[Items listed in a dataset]

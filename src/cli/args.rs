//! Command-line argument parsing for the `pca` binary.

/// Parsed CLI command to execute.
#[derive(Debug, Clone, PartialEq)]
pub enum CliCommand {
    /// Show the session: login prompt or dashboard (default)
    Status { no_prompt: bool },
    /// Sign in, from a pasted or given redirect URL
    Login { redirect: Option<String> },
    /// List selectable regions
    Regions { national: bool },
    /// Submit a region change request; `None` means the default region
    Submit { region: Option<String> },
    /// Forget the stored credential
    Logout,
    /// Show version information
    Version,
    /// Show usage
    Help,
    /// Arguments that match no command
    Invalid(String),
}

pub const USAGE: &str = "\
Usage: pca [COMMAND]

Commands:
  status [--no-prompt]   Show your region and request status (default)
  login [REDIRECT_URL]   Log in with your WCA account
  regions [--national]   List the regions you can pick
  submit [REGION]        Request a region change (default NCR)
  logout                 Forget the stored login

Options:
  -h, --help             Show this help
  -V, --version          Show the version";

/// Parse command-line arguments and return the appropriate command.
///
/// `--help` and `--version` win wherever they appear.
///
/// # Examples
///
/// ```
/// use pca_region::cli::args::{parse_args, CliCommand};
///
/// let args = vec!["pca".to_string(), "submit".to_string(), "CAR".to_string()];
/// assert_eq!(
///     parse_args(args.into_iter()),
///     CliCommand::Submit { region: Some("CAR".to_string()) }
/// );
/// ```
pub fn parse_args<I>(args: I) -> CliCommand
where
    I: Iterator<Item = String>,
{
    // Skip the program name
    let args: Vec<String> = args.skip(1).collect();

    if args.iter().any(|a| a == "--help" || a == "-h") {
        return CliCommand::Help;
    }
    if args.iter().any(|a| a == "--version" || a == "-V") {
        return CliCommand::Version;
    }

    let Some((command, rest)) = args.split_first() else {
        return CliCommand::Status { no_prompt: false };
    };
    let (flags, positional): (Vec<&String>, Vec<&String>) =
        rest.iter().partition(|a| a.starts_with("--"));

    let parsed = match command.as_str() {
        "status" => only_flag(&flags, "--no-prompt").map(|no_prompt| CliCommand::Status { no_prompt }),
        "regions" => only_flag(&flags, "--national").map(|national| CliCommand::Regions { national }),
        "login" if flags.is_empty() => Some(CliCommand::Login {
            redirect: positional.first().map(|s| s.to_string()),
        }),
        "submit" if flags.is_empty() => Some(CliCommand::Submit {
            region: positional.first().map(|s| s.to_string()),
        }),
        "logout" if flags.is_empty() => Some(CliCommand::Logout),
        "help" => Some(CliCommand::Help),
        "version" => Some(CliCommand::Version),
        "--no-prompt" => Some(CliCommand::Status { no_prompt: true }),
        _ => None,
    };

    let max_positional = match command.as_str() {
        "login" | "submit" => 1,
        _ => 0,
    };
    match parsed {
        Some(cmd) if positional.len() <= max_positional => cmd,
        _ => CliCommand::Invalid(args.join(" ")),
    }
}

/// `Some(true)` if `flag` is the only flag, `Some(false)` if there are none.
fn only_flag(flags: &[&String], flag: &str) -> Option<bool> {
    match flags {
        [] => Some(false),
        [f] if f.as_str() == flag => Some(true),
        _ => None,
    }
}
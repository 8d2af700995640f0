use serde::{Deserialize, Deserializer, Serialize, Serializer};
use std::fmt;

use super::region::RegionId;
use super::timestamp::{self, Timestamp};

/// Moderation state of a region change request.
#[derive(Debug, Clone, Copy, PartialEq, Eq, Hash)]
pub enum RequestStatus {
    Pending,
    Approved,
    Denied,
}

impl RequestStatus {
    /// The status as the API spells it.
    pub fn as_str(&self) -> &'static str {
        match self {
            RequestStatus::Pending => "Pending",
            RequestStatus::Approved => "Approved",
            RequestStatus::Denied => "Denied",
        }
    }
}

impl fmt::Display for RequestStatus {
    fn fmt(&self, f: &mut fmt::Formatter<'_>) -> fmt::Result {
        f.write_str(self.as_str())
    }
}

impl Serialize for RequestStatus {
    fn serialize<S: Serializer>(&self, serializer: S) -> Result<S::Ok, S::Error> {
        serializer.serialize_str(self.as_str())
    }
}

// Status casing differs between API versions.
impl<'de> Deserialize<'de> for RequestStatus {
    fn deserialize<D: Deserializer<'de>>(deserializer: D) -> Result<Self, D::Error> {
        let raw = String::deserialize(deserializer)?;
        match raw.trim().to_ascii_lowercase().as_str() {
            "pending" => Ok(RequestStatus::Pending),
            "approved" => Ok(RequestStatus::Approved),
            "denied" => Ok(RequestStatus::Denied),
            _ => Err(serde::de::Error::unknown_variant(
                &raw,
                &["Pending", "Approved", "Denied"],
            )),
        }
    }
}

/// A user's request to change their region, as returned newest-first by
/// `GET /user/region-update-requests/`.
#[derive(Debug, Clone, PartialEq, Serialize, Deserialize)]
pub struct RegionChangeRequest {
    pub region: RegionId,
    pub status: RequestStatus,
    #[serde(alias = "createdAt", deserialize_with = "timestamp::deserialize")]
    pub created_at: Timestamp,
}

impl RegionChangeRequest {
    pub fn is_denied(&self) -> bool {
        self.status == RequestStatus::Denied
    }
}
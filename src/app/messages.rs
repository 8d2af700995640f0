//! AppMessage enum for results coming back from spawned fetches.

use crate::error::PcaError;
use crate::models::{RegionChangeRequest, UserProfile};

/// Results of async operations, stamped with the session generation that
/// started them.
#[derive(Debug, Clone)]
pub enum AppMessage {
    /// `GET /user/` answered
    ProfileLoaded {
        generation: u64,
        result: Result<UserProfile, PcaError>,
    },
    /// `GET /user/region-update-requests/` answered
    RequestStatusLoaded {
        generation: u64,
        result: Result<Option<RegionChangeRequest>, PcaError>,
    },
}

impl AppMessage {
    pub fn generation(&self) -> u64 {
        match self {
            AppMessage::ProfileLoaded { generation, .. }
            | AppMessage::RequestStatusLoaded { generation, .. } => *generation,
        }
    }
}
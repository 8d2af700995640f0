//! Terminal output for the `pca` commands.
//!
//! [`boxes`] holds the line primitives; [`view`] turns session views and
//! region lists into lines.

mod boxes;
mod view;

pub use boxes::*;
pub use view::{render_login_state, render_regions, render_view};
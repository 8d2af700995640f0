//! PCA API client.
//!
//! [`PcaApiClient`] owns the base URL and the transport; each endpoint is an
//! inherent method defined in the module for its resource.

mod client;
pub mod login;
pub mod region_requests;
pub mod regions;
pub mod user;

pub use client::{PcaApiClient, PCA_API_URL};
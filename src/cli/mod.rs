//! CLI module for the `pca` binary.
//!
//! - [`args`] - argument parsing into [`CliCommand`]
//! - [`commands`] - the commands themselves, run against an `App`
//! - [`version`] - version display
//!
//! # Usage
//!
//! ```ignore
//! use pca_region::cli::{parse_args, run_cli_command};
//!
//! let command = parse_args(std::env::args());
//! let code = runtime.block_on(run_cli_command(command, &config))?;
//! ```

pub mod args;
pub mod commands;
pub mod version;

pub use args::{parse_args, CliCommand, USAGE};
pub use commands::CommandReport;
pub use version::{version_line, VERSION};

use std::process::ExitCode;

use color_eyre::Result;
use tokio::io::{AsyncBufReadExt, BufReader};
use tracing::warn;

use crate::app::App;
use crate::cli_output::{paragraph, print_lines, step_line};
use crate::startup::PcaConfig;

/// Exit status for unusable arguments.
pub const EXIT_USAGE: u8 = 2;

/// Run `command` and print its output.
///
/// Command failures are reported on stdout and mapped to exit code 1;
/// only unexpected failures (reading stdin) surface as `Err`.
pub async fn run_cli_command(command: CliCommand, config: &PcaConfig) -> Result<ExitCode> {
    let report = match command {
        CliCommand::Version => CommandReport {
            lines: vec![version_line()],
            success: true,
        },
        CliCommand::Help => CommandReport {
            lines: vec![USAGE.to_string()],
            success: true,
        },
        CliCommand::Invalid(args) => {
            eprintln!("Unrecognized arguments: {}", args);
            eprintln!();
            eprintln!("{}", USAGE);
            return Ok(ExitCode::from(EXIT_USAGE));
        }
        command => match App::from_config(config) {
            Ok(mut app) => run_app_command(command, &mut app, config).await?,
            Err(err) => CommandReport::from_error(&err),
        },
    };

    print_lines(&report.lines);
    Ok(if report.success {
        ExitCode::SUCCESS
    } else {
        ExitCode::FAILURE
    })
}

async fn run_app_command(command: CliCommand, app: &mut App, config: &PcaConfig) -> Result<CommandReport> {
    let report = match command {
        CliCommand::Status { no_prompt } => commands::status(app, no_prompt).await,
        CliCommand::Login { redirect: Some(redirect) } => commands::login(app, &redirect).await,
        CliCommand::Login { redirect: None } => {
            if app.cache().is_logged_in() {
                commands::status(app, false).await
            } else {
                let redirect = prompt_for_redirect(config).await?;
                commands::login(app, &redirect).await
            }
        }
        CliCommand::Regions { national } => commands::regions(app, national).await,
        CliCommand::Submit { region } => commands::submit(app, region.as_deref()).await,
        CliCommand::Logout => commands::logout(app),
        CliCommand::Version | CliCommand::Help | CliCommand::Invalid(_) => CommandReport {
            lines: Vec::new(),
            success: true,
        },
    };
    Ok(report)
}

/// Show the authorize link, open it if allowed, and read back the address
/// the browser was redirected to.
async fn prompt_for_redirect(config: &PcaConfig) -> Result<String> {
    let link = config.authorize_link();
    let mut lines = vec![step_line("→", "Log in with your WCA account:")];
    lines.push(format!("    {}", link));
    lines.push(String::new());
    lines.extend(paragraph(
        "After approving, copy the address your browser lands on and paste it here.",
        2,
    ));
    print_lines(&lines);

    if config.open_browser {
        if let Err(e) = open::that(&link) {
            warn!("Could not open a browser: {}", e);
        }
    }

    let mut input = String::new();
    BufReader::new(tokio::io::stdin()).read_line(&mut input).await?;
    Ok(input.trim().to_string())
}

§ Task description
Check each line of the data above for the string "enum", and copy the ones that have it.

§ Output of the task
pub enum CliCommand {
pub enum RequestStatus {
//! AppMessage enum for results coming back from spawned fetches.
pub enum AppMessage {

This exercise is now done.